» **Problem requirements**: In the entries below, spot each line with the word "items" and copy it.

» **The input**:

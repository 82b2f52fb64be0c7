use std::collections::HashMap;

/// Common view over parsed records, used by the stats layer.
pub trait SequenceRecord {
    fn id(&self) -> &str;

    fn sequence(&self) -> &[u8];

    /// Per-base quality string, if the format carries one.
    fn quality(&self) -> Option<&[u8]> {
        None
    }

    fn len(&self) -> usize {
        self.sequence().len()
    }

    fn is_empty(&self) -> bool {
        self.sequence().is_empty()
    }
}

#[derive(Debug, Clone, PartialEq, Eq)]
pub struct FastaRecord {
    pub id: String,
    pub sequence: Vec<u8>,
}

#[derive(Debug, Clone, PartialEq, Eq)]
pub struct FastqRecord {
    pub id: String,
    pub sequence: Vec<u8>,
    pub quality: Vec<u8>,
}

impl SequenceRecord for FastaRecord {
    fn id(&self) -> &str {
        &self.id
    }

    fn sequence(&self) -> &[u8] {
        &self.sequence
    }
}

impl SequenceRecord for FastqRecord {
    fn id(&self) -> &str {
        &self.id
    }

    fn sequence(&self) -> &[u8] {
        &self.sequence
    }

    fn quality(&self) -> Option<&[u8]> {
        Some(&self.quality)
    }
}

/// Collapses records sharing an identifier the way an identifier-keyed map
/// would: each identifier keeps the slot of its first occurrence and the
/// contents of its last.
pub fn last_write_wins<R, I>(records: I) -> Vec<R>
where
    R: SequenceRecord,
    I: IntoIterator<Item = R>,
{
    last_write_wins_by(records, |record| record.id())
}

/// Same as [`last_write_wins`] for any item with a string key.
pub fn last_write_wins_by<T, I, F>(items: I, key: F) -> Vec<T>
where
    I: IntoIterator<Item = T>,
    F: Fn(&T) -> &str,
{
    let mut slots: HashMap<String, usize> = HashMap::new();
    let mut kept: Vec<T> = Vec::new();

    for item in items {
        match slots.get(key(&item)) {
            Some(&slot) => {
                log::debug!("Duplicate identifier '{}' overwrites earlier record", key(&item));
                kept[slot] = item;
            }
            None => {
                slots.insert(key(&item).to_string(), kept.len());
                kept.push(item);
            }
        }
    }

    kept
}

--

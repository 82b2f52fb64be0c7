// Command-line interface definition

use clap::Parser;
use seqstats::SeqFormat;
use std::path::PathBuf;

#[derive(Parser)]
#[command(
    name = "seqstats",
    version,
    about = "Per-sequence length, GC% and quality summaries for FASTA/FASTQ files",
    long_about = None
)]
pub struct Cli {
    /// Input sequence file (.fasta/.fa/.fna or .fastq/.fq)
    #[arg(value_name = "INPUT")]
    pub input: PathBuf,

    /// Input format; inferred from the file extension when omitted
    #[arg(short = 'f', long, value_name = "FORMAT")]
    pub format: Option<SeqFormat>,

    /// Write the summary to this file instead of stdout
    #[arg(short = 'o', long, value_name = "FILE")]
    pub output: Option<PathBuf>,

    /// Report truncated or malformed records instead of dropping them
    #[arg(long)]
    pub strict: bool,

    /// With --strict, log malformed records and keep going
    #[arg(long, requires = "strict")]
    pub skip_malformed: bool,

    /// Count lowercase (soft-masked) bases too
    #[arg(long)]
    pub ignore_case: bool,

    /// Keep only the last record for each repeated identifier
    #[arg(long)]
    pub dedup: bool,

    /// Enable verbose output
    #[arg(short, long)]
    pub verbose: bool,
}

» **Answer section**:
pub fn last_write_wins_by<T, I, F>(items: I, key: F) -> Vec<T>
    for item in items {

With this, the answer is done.